New forming technologies and materials help save time and money
November 19, 2014 by ROSS MONSOUR
Forms and forming technology have been the basis for advancements in concrete construction and the design of buildings for decades. New techniques and materials have allowed for greater flexibility in design and construction, resulting in overall time and cost savings at all levels on the job site.
More specifically, innovations in forms and form materials have allowed for flexibility in design such as architecturally finished panels that leave a final interior finish after removal. Techniques for moving forms from section to section, known as flying forms, have sped up construction times and resulted in significant savings.
These changes in materials and techniques have also created a greater need for consistency. As such, there are standards in place that address the structural requirements for forming systems. In Canada, standards for concrete formwork are specified under Part 4 of the National Building Code.
The main standard for concrete formwork is CAN/CSA–S269.3M “Concrete Formwork”. This standard dictates the rules and requirements for the design, fabrication, erection and use of concrete formwork that provides temporary lateral support or containment of freshly placed concrete for buildings or other structures. This standard is applicable to alterations or repairs to existing buildings. Falsework and scaffolding are governed by other standards.
New materials and systems are continually being developed, which in turn creates demand for better performance from supporting systems. This is particularly evident in the use of self-consolidating concrete (SCC). This product has been around for more than 20 years and has gained popularity in the last decade due to the versatility of usage. SCC has revolutionized and opened the door to a range of concrete applications that include architectural finishes after removal of the forms, repairs in areas that were unreachable in the past, bonding to existing surfaces, and placing methods that save time and money. The characteristic of SCC that makes it a unique product is the highly fluid nature of the concrete. The simplest way to describe its appearance is a soup that can be placed minimizing the need for vibration as it is a highly flowable mix that does not separate the aggregate from the paste at this viscosity.
The challenge this fluidity creates is the need for additional requirements for the formwork. Concerns with leakage become a consideration but the main structural issue is the formwork pressure that has to be addressed. Standard formwork design is predicated on a full head of hydrostatic fluid pressure of plastic concrete being placed on the job site. Unless there is field data to support a different analysis traditional design criteria must be used. As SCC is highly flowable, unlike any other concrete, the design of formwork ends up with either short walls or extremely strong formwork. This results in overdesign and added cost to the job, which in turn reduces some of the initial benefits of using SCC.

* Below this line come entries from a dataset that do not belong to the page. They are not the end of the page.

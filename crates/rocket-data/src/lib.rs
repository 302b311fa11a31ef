//! Storefront API access with timeouts and retries.
//!
//! This crate provides:
//! - `FetchClient` - JSON GET client with automatic timeout/retry
//! - `FetchPolicy` - `TimeoutConfig` plus `RetryPolicy`
//! - `StorefrontApi` - stock and catalog lookups for the cart over HTTP

mod api;
mod client;
mod error;
mod retry;
mod timeout;

pub use api::*;
pub use client::*;
pub use error::*;
pub use retry::*;
pub use timeout::*;
//! Cart snapshots survive a restart when backed by a file store.

use std::sync::Arc;

use async_trait::async_trait;
use rocket_cache::{FileStore, KeyValueStore};
use rocket_cart::{
    CartError, CartStore, Notice, Product, ProductCatalog, ProductId, RecordingNotifier, Stock,
    StockLookup,
};

struct Shelf;

#[async_trait]
impl StockLookup for Shelf {
    async fn stock(&self, id: ProductId) -> Result<Stock, CartError> {
        Ok(Stock::new(id, 2))
    }
}

#[async_trait]
impl ProductCatalog for Shelf {
    async fn product(&self, id: ProductId) -> Result<Product, CartError> {
        Ok(Product::new(id, format!("Shoe {id}"), 149.9, "https://img/shoe.jpg"))
    }
}

fn open(path: &std::path::Path, notices: &RecordingNotifier) -> CartStore {
    let shelf = Arc::new(Shelf);
    CartStore::restore(FileStore::open(path), shelf.clone(), shelf, notices.clone())
}

#[tokio::test]
async fn test_cart_survives_restart() {
    let dir = tempfile::tempdir().unwrap();
    let path = dir.path().join("storage.json");
    let notices = RecordingNotifier::new();

    let first = open(&path, &notices);
    first.add_product(ProductId::new(1)).await;
    first.add_product(ProductId::new(1)).await;
    first.add_product(ProductId::new(2)).await;
    let expected = first.cart();
    drop(first);

    let second = open(&path, &notices);
    assert_eq!(second.cart(), expected);
    assert_eq!(second.cart().amount_of(ProductId::new(1)), 2);

    // Stock of 2 still applies to the restored line.
    second.add_product(ProductId::new(1)).await;
    assert_eq!(second.cart().amount_of(ProductId::new(1)), 2);
    assert_eq!(notices.notices(), vec![Notice::StockExceeded]);
}

#[tokio::test]
async fn test_snapshot_is_json_array_under_namespaced_key() {
    let dir = tempfile::tempdir().unwrap();
    let path = dir.path().join("storage.json");
    let notices = RecordingNotifier::new();

    let store = open(&path, &notices);
    store.add_product(ProductId::new(5)).await;

    let raw = FileStore::open(&path).get("@RocketShoes:cart").unwrap().unwrap();
    let value: serde_json::Value = serde_json::from_str(&raw).unwrap();
    assert_eq!(
        value,
        serde_json::json!([{
            "id": 5,
            "title": "Shoe 5",
            "price": 149.9,
            "image": "https://img/shoe.jpg",
            "amount": 1
        }])
    );
}

#[tokio::test]
async fn test_removing_last_item_persists_empty_array() {
    let dir = tempfile::tempdir().unwrap();
    let path = dir.path().join("storage.json");
    let notices = RecordingNotifier::new();

    let store = open(&path, &notices);
    store.add_product(ProductId::new(5)).await;
    store.remove_product(ProductId::new(5)).await;

    let raw = FileStore::open(&path).get("@RocketShoes:cart").unwrap();
    assert_eq!(raw.as_deref(), Some("[]"));
    assert!(open(&path, &notices).cart().is_empty());
}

Field experience over the years indicates that the thixotrophy (the structural buildup of concrete at rest) might be better modeled based on field trials. Many prediction models have been developed in the past few years and a field trial in Sweden two years ago shed new light on the design parameters.
EllisDon Construction Science’s group, a pioneer in using SCC, has joined with other leading researchers to conduct a field study of the pressures and attempt to measure them and provide new data into their prediction models. This study was conducted from August 25 to 28 at a Toronto site. The four supporting research groups were: 1) EllisDon Construction Sciences Group and John Gardener from the University of Ottawa; 2) Kamal Khayat from Missouri S&T; 3) Ahmed Omran from the University of Sherbrooke; and 4) David Lange from the University of Illinois. Each group will be analyzing methods of formwork pressure prediction. Group 1 will be using a method using slump loss measurement; Group 2 & 3 will be using the portable vane method and Group 4 using pressure decay from a column method.

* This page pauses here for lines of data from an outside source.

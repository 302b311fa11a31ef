//! JSON fetch client over `reqwest`.

use reqwest::{StatusCode, Url};
use serde::de::DeserializeOwned;
use tracing::{debug, warn};

use crate::error::FetchError;
use crate::retry::RetryPolicy;
use crate::timeout::TimeoutConfig;

/// Fetch policy combining timeout and retry configuration.
#[derive(Debug, Clone, Default, PartialEq, Eq)]
pub struct FetchPolicy {
    /// Timeout configuration.
    pub timeout: TimeoutConfig,
    /// Retry policy.
    pub retry: RetryPolicy,
}

impl FetchPolicy {
    /// Create a new fetch policy.
    pub fn new(timeout: TimeoutConfig, retry: RetryPolicy) -> Self {
        Self { timeout, retry }
    }
}

/// HTTP client bound to the storefront API base URL.
///
/// Every request gets the policy's timeouts; transient failures are retried
/// per its retry policy. Cloning is cheap and shares the connection pool.
#[derive(Debug, Clone)]
pub struct FetchClient {
    base_url: Url,
    client: reqwest::Client,
    policy: FetchPolicy,
}

impl FetchClient {
    /// Create a client for `base_url` (e.g. `http://localhost:3333`).
    pub fn new(base_url: &str, policy: FetchPolicy) -> Result<Self, FetchError> {
        let base_url =
            Url::parse(base_url).map_err(|e| FetchError::InvalidUrl(format!("{base_url}: {e}")))?;
        if base_url.cannot_be_a_base() {
            return Err(FetchError::InvalidUrl(base_url.to_string()));
        }

        let client = reqwest::Client::builder()
            .connect_timeout(policy.timeout.connect)
            .timeout(policy.timeout.total)
            .user_agent(concat!("rocket-cart/", env!("CARGO_PKG_VERSION")))
            .build()
            .map_err(|e| FetchError::Request(e.to_string()))?;

        Ok(Self {
            base_url,
            client,
            policy,
        })
    }

    /// Resolve `path` against the base URL, keeping any base path prefix.
    pub fn url(&self, path: &str) -> Result<Url, FetchError> {
        let joined = format!(
            "{}/{}",
            self.base_url.as_str().trim_end_matches('/'),
            path.trim_start_matches('/')
        );
        Url::parse(&joined).map_err(|e| FetchError::InvalidUrl(format!("{joined}: {e}")))
    }

    /// GET `path` and decode the JSON body, retrying transient failures.
    pub async fn get_json<T: DeserializeOwned>(&self, path: &str) -> Result<T, FetchError> {
        let url = self.url(path)?;
        let mut attempt = 0;

        loop {
            match self.get_once(&url).await {
                Ok(value) => {
                    debug!(url = %url, attempt, "fetch succeeded");
                    return Ok(value);
                }
                Err(e) if self.policy.retry.should_retry(&e, attempt) => {
                    let delay = self.policy.retry.backoff.delay_for_attempt(attempt);
                    let delay_ms = u64::try_from(delay.as_millis()).unwrap_or(u64::MAX);
                    warn!(url = %url, attempt, error = %e, delay_ms, "retrying fetch");
                    tokio::time::sleep(delay).await;
                    attempt += 1;
                }
                Err(e) => return Err(e),
            }
        }
    }

    async fn get_once<T: DeserializeOwned>(&self, url: &Url) -> Result<T, FetchError> {
        let response = self
            .client
            .get(url.clone())
            .header(reqwest::header::ACCEPT, "application/json")
            .send()
            .await
            .map_err(|e| FetchError::from_reqwest(e, url.as_str()))?;

        let status = response.status();
        if status == StatusCode::NOT_FOUND {
            return Err(FetchError::NotFound(url.to_string()));
        }
        if !status.is_success() {
            return Err(FetchError::Http {
                status: status.as_u16(),
                url: url.to_string(),
            });
        }

        let body = response
            .bytes()
            .await
            .map_err(|e| FetchError::from_reqwest(e, url.as_str()))?;
        serde_json::from_slice(&body).map_err(|e| FetchError::Deserialization(e.to_string()))
    }
}


#[cfg(test)]
mod tests {
    use super::test_server::serve;
    use super::*;
    use crate::retry::BackoffStrategy;
    use serde::Deserialize;

    #[derive(Debug, Deserialize, PartialEq)]
    struct Record {
        id: u64,
        amount: i64,
    }

    fn fast_policy(max_retries: u32) -> FetchPolicy {
        FetchPolicy::new(
            TimeoutConfig::default(),
            RetryPolicy::new(max_retries).with_backoff(BackoffStrategy::None),
        )
    }

    #[test]
    fn test_url_joining() {
        let client = FetchClient::new("http://localhost:3333/api/", fast_policy(0)).unwrap();
        assert_eq!(
            client.url("/stock/7").unwrap().as_str(),
            "http://localhost:3333/api/stock/7"
        );

        let client = FetchClient::new("http://localhost:3333", fast_policy(0)).unwrap();
        assert_eq!(
            client.url("products/1").unwrap().as_str(),
            "http://localhost:3333/products/1"
        );
    }

    #[test]
    fn test_invalid_base_url() {
        assert!(matches!(
            FetchClient::new("not a url", fast_policy(0)),
            Err(FetchError::InvalidUrl(_))
        ));
    }

    #[tokio::test]
    async fn test_get_json() {
        let (base, requests) = serve(vec![(200, r#"{"id":7,"amount":3}"#)]).await;
        let client = FetchClient::new(&base, fast_policy(0)).unwrap();

        let record: Record = client.get_json("/stock/7").await.unwrap();
        assert_eq!(record, Record { id: 7, amount: 3 });
        assert_eq!(requests.lock().unwrap()[0], "GET /stock/7 HTTP/1.1");
    }

    #[tokio::test]
    async fn test_not_found_is_not_retried() {
        let (base, requests) = serve(vec![(404, "{}")]).await;
        let client = FetchClient::new(&base, fast_policy(3)).unwrap();

        let result: Result<Record, _> = client.get_json("/stock/9").await;
        assert!(matches!(result, Err(FetchError::NotFound(_))));
        assert_eq!(requests.lock().unwrap().len(), 1);
    }

    #[tokio::test]
    async fn test_server_error_retried_then_succeeds() {
        let (base, requests) = serve(vec![
            (503, "{}"),
            (500, "{}"),
            (200, r#"{"id":1,"amount":5}"#),
        ])
        .await;
        let client = FetchClient::new(&base, fast_policy(2)).unwrap();

        let record: Record = client.get_json("/stock/1").await.unwrap();
        assert_eq!(record.amount, 5);
        assert_eq!(requests.lock().unwrap().len(), 3);
    }

    #[tokio::test]
    async fn test_server_error_exhausts_retries() {
        let (base, _requests) = serve(vec![(500, "{}"), (500, "{}")]).await;
        let client = FetchClient::new(&base, fast_policy(1)).unwrap();

        let result: Result<Record, _> = client.get_json("/stock/1").await;
        assert!(matches!(result, Err(FetchError::Http { status: 500, .. })));
    }

    #[tokio::test]
    async fn test_bad_payload() {
        let (base, _requests) = serve(vec![(200, r#"{"unexpected":true}"#)]).await;
        let client = FetchClient::new(&base, fast_policy(2)).unwrap();

        let result: Result<Record, _> = client.get_json("/stock/1").await;
        assert!(matches!(result, Err(FetchError::Deserialization(_))));
    }

    #[tokio::test]
    async fn test_connection_refused() {
        let listener = tokio::net::TcpListener::bind("127.0.0.1:0").await.unwrap();
        let addr = listener.local_addr().unwrap();
        drop(listener);

        let client = FetchClient::new(&format!("http://{addr}"), fast_policy(0)).unwrap();
        let result: Result<Record, _> = client.get_json("/stock/1").await;
        assert!(matches!(result, Err(FetchError::Connection(_))));
    }
}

The field test will look at three levels of thixotrophy: low, medium and high. The concrete will be placed into eight identical columns at various casting rates. Two columns per day will be placed over the four-day demonstration. The casting rates have an impact on the thixotrophy of the concrete as the flowability is a function of the pressure build-up. Formwork pressure will be continuously monitored using cells mounted at various heights along the forms. The fresh properties of the concrete will be measured as part of the various prediction models and the results will be compared to the actual pressures. The objective will be to establish consistent prediction models that can be used to modify codes and standards, and result in more cost efficient construction on site.
Several of the photographs in this article give an overview of what the constructed test site looks like. The results are being analyzed and will be the subject of many forthcoming technical papers. One such presentation will take place at the Concrete Canada show on Dec. 3 in Toronto. The project will be presented by Robert Quattrociocchi, R&D engineer with EllisDon Construction. Supporting partners in this research project were BASF, CBM, Gilbert Steel, Amherst Pumping, Oxford Building Supplies, Meva Formwork Systems and Premform.
Construction research is an ongoing development. Experience on the job site is translated into design and pre-planning models, making the Canadian building industry one of the most cost effective and efficient in the world. The ability to adapt advanced thinking to new materials and systems will continue to keep EllisDon Construction and other Canadian general contractors at the forefront of development.